One possibility that I can think of is that real glass is locally crystalline, and some surfaces of weaker bonding are actually present in the material, and an ideal glass would behave differently.

Another possibility is that unlike in crystalline materials, this is not a result of its microscopic structure, but rather of its macroscopic structure namely its shape: when the glass is hit, it vibrates in a way that is constrained by its shape. We see that harmonic vibrations in a solid typically has very smooth shapes along which the amplitude is 0 (nodal patterns), like in Chladni plates

Does anyone know what is the actual reason?

• Why would a crack propagating through a nominally isotropic and uniform material turn left or right? Even if a varying stress field or material variation caused a slight turning tendency, how would an zigzag crack arise? Jul 9, 2020 at 23:37
• This is called conchoidal fracture. There are some nice pictures here. Jul 10, 2020 at 2:44
• @PM2Ring nice! If I understand correctly from the article, here you actually see the effect of how the vibration propagates through the material in the surface of fracture Jul 10, 2020 at 7:07
• @PM2Ring wouldn't you like to make this into an answer? I think it nicely complements the other one Jul 10, 2020 at 8:39
• There might also be some differential geometry at play here. Most glass shards we see are from flat panes and they are usually broken by some force trying to bend them one way or the other. Now as you can easily see by bending and crumpling a piece of paper, those bends happen uniformly along straight lines (due to the invariant zero Gaussian curvature). So if deformation pushes the glass past the breaking point, it will likely do so uniformly along those straight lines.
– mlk
Jul 10, 2020 at 8:43

What you describe is the cleavage type of fracture of polycrystalline material. The surfaces are smooth, but the micro anisotropy due to the several grains can be seen in a scanning electron microscope.

For a material without even a microscopic anisotropy, as the case of glass, the fracture propagates from an initial crack only following the stress concentration.
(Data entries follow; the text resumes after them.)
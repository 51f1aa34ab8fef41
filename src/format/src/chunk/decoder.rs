use bytes::Bytes;
use common_base::iterator::TryIterator;

use crate::block::BlockView;
use crate::chunk::{BlockIndexEntry, ChunkHeader, BLOCK_INDEX_ENTRY_SIZE, CHUNK_HEADER_SIZE};
use crate::compression::Compression;
use crate::error::{BlockError, ChunkError};
use crate::schema::SchemaRef;
use crate::value::Record;
use crate::{ALIGNMENT, BLOCK_CAPACITY};

/// ChunkView is a validated chunk with its block data region decompressed.
///
/// Uncompressed chunks share the caller's buffer; compressed chunks own the
/// decompressed region. Blocks are decoded lazily on access.
#[derive(Clone, Debug)]
pub struct ChunkView {
    schema: SchemaRef,
    data: Bytes,
    index: Vec<BlockIndexEntry>,
    record_count: u64,
    compressed: bool,
}

impl ChunkView {
    pub fn decode(
        bytes: Bytes,
        schema: SchemaRef,
        compression: Option<&dyn Compression>,
    ) -> Result<Self, ChunkError> {
        let header = ChunkHeader::unmarshal_binary(&bytes)?;
        if header.block_count == 0 {
            return Err(ChunkError::Empty);
        }

        let index_end = CHUNK_HEADER_SIZE as u64
            + header.block_count as u64 * BLOCK_INDEX_ENTRY_SIZE as u64;
        if (bytes.len() as u64) < index_end {
            return Err(ChunkError::TruncatedBlockIndex {
                need: index_end,
                got: bytes.len() as u64,
            });
        }

        let data_offset = header.data_offset();
        let data_end = data_offset as u64 + header.stored_len as u64;
        if (bytes.len() as u64) < data_end {
            return Err(ChunkError::TruncatedData {
                need: data_end,
                got: bytes.len() as u64,
            });
        }

        let stored = bytes.slice(data_offset..data_end as usize);
        let data = if header.compressed {
            let codec = compression.ok_or(ChunkError::MissingCompression)?;
            Bytes::from(codec.decompress(&stored, header.raw_len as usize)?)
        } else {
            if header.stored_len != header.raw_len {
                return Err(ChunkError::TruncatedData {
                    need: header.raw_len as u64,
                    got: header.stored_len as u64,
                });
            }
            stored
        };

        let index = (0..header.block_count as usize)
            .map(|i| {
                let at = CHUNK_HEADER_SIZE + i * BLOCK_INDEX_ENTRY_SIZE;
                BlockIndexEntry::unmarshal_binary(&bytes[at..])
            })
            .collect::<Result<Vec<_>, _>>()?;

        let record_count = validate_index(&index, data.len())?;

        Ok(Self {
            schema,
            data,
            index,
            record_count,
            compressed: header.compressed,
        })
    }

    pub fn schema(&self) -> &SchemaRef {
        &self.schema
    }

    pub fn record_count(&self) -> u64 {
        self.record_count
    }

    pub fn block_count(&self) -> usize {
        self.index.len()
    }

    pub fn is_compressed(&self) -> bool {
        self.compressed
    }

    pub fn block_index(&self) -> &[BlockIndexEntry] {
        &self.index
    }

    /// block decodes block `i`. The block header must agree with the block
    /// index on the record count.
    pub fn block(&self, i: usize) -> Result<BlockView<'_>, ChunkError> {
        let entry = self.index.get(i).ok_or(ChunkError::BlockOutOfRange {
            index: i,
            count: self.index.len(),
        })?;

        let start = entry.offset as usize;
        let end = start + entry.length as usize;
        let view = BlockView::decode(&self.data[start..end], &self.schema)?;
        if view.record_count() != entry.record_count as usize {
            return Err(ChunkError::RecordCountViolation {
                index: i,
                count: view.record_count(),
            });
        }
        Ok(view)
    }

    pub fn blocks(&self) -> impl Iterator<Item = Result<BlockView<'_>, ChunkError>> + '_ {
        (0..self.index.len()).map(move |i| self.block(i))
    }

    /// locate maps a chunk-local record index to (block, slot).
    pub fn locate(&self, local: u64) -> Result<(usize, usize), ChunkError> {
        if local >= self.record_count {
            return Err(ChunkError::RecordOutOfRange {
                index: local,
                count: self.record_count,
            });
        }
        let capacity = BLOCK_CAPACITY as u64;
        Ok(((local / capacity) as usize, (local % capacity) as usize))
    }

    pub fn record(&self, local: u64) -> Result<Record, ChunkError> {
        let (block, slot) = self.locate(local)?;
        Ok(self.block(block)?.record(slot)?)
    }

    pub fn records(&self) -> ChunkRecords<'_> {
        ChunkRecords {
            chunk: self,
            block: 0,
            pending: Vec::new(),
        }
    }
}

/// validate_index checks alignment, contiguity, bounds and per-block record
/// counts, returning the chunk's record total.
fn validate_index(index: &[BlockIndexEntry], data_len: usize) -> Result<u64, ChunkError> {
    let mut expected_offset = 0_u64;
    let mut record_count = 0_u64;

    for (i, entry) in index.iter().enumerate() {
        if entry.offset as u64 != expected_offset
            || entry.offset as usize % ALIGNMENT != 0
            || entry.length as usize % ALIGNMENT != 0
            || entry.length == 0
        {
            return Err(ChunkError::BlockAlignmentViolation {
                index: i,
                offset: entry.offset,
                length: entry.length,
            });
        }
        if entry.end() > data_len as u64 {
            return Err(ChunkError::BlockOutOfBounds {
                index: i,
                end: entry.end(),
                len: data_len as u32,
            });
        }

        let count = entry.record_count as usize;
        if count == 0 {
            return Err(BlockError::EmptyBlock.into());
        }
        if count > BLOCK_CAPACITY {
            return Err(BlockError::RecordCountExceeded {
                got: count,
                max: BLOCK_CAPACITY,
            }
            .into());
        }
        if count != BLOCK_CAPACITY && i + 1 != index.len() {
            return Err(ChunkError::RecordCountViolation { index: i, count });
        }

        expected_offset = entry.end();
        record_count += count as u64;
    }

    Ok(record_count)
}

/// ChunkRecords yields the records of a chunk one block at a time. A block
/// that fails to decode yields its error once; the next call continues with
/// the following block.
pub struct ChunkRecords<'a> {
    chunk: &'a ChunkView,
    block: usize,
    /// Records of the current block, reversed so `pop` yields slot order.
    pending: Vec<Record>,
}

impl<'a> TryIterator for ChunkRecords<'a> {
    type Item = Record;
    type Error = ChunkError;

    fn try_next(&mut self) -> Result<Option<Record>, ChunkError> {
        loop {
            if let Some(record) = self.pending.pop() {
                return Ok(Some(record));
            }
            if self.block >= self.chunk.block_count() {
                return Ok(None);
            }

            let block = self.block;
            self.block += 1;
            let view = self.chunk.block(block)?;
            self.pending = view.records().collect();
            self.pending.reverse();
        }
    }
}

#[cfg(test)]
mod tests {
    use byteorder::{ByteOrder, LittleEndian};
    use bytes::Bytes;
    use common_base::iterator::TryIterator;

    use crate::chunk::decoder::ChunkView;
    use crate::chunk::encoder::ChunkBuilder;
    use crate::chunk::{BLOCK_INDEX_ENTRY_SIZE, CHUNK_HEADER_SIZE};
    use crate::compression::SnappyCompression;
    use crate::error::ChunkError;
    use crate::schema::{Schema, SchemaRef};
    use crate::value::Record;

    fn people() -> SchemaRef {
        Schema::parse("id: Int32, name: String, active: Bool")
            .unwrap()
            .into_ref()
    }

    fn people_records(n: i32) -> Vec<Record> {
        (0..n)
            .map(|i| record![i, format!("person {}", i), i % 5 == 0])
            .collect()
    }

    fn build(records: &[Record], compressed: bool) -> Bytes {
        let mut builder = ChunkBuilder::new(people());
        for r in records {
            builder.push(r.clone()).unwrap();
        }
        let codec = SnappyCompression;
        let compression = if compressed {
            Some(&codec as &dyn crate::compression::Compression)
        } else {
            None
        };
        builder.finish(compression).unwrap().into_bytes()
    }

    #[test]
    fn test_decode_130_records() {
        let records = people_records(130);
        let view = ChunkView::decode(build(&records, false), people(), None).unwrap();

        assert_eq!(view.record_count(), 130);
        assert_eq!(view.block_count(), 3);
        let counts: Vec<u32> = view.block_index().iter().map(|e| e.record_count).collect();
        assert_eq!(counts, vec![64, 64, 2]);
        for entry in view.block_index() {
            assert_eq!(entry.offset % 64, 0);
        }

        assert_eq!(view.locate(129).unwrap(), (2, 1));
        assert_eq!(view.record(129).unwrap(), records[129]);
        assert_eq!(view.record(64).unwrap(), records[64]);
        assert!(matches!(
            view.record(130),
            Err(ChunkError::RecordOutOfRange {
                index: 130,
                count: 130
            })
        ));

        assert_eq!(view.records().try_collect().unwrap(), records);
        assert_eq!(view.blocks().count(), 3);
    }

    #[test]
    fn test_decode_compressed() {
        let records = people_records(200);
        let bytes = build(&records, true);
        assert_eq!(bytes[0], 1);

        let view = ChunkView::decode(bytes.clone(), people(), Some(&SnappyCompression)).unwrap();
        assert!(view.is_compressed());
        assert_eq!(view.records().try_collect().unwrap(), records);

        assert!(matches!(
            ChunkView::decode(bytes, people(), None),
            Err(ChunkError::MissingCompression)
        ));
    }

    #[test]
    fn test_decode_rejects_bad_index() {
        let bytes = build(&people_records(130), false);

        // second block no longer starts where the first ends
        let mut corrupt = bytes.to_vec();
        let at = CHUNK_HEADER_SIZE + BLOCK_INDEX_ENTRY_SIZE;
        let offset = LittleEndian::read_u32(&corrupt[at..]);
        LittleEndian::write_u32(&mut corrupt[at..], offset + 64);
        assert!(matches!(
            ChunkView::decode(Bytes::from(corrupt), people(), None),
            Err(ChunkError::BlockAlignmentViolation { index: 1, .. })
        ));

        // first block claims a partial count
        let mut corrupt = bytes.to_vec();
        LittleEndian::write_u32(&mut corrupt[CHUNK_HEADER_SIZE + 8..], 10);
        assert!(matches!(
            ChunkView::decode(Bytes::from(corrupt), people(), None),
            Err(ChunkError::RecordCountViolation { index: 0, count: 10 })
        ));

        // block count larger than the index
        let mut corrupt = bytes.to_vec();
        LittleEndian::write_u32(&mut corrupt[4..8], 1000);
        assert!(matches!(
            ChunkView::decode(Bytes::from(corrupt), people(), None),
            Err(ChunkError::TruncatedBlockIndex { .. })
        ));

        assert!(matches!(
            ChunkView::decode(bytes.slice(..bytes.len() - 128), people(), None),
            Err(ChunkError::TruncatedData { .. })
        ));
    }

    #[test]
    fn test_block_header_must_match_index() {
        let bytes = build(&people_records(10), false);
        let mut corrupt = bytes.to_vec();

        // block header count lives at the start of the data region
        LittleEndian::write_u16(&mut corrupt[64..66], 9);
        let view = ChunkView::decode(Bytes::from(corrupt), people(), None).unwrap();
        assert!(matches!(
            view.block(0),
            Err(ChunkError::RecordCountViolation { index: 0, count: 9 })
        ));
        assert!(view.records().try_next().is_err());
        assert!(matches!(
            view.block(1),
            Err(ChunkError::BlockOutOfRange { index: 1, count: 1 })
        ));
    }

    #[test]
    fn test_records_skip_a_failed_block() {
        let records = people_records(130);
        let mut corrupt = build(&records, false).to_vec();
        LittleEndian::write_u16(&mut corrupt[64..66], 9);
        let view = ChunkView::decode(Bytes::from(corrupt), people(), None).unwrap();

        let mut it = view.records();
        assert!(matches!(
            it.try_next(),
            Err(ChunkError::RecordCountViolation { index: 0, count: 9 })
        ));
        for record in &records[64..] {
            assert_eq!(it.try_next().unwrap().as_ref(), Some(record));
        }
        assert_eq!(it.try_next().unwrap(), None);
    }
}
• Interesting. So actually the closer the material is to really being isotropic, the smoother the fractures would be, right? Jul 10, 2020 at 7:03
• A brittle monocrystal is anisotropic and also has smooth fracture surfaces. But they are function of stresses and crystalline structure. In a brittle isotropic amorphous material, the smooth surfaces are only function of the stresses. It is necessary to be brittle, because heated glass for exampe is amorphous and isotropic but very plastic! Jul 10, 2020 at 15:04
• -1 I don't see how your link to a random blob of papers plus the definition at the top of the page "Cleavage fracture is the most dangerous form of fracture, which is classified as a brittle transgranular fracture by separation across well-defined crystallographic planes;" supports your answer about glass. Can you support the idea that glass is polycrystalline and not amorphous, and that this is the reason it breaks this way?
– uhoh
Jul 11, 2020 at 10:39

As PM 2Ring has mentioned in a comment, if the crack is due to a mechanical impact (as opposed to gradually increasing stress beyond a critical value), then the shape of the crack is defined by the shape of the shock waves / vibration patterns, in addition to the structure of the material.

In crystalline materials with natural planes of separation this effect contributes very little to the final shape of the crack, but in amorphous materials such as glass it leads to clearly visible patterns of shock waves (conchoidal fracture) propagating from the initial impact point:

Poly-crystalline materials and crystals with no planes of weakness also produce similar cracks on impact.

Stress gets concentrated at the tip of a crack or at an inside corner. See this video and this video. Note that in these simulations the crack does not propagate in a perfectly smooth path. In the second simulation, inhomogeneities in the medium affect the propagation direction.

If you examine the exposed surface of a conchoidal fracture such as this one, you'll see ripples on a small scale.

These can be the result of instabilities in the dynamics of the propagation, and/or the result of inhomogeneities in the medium.

The mathematics describing crack propagation can be found here. It's not simple! Generally, all three modes (opening, in plane shear, and out of plane shear) will occur simultaneously.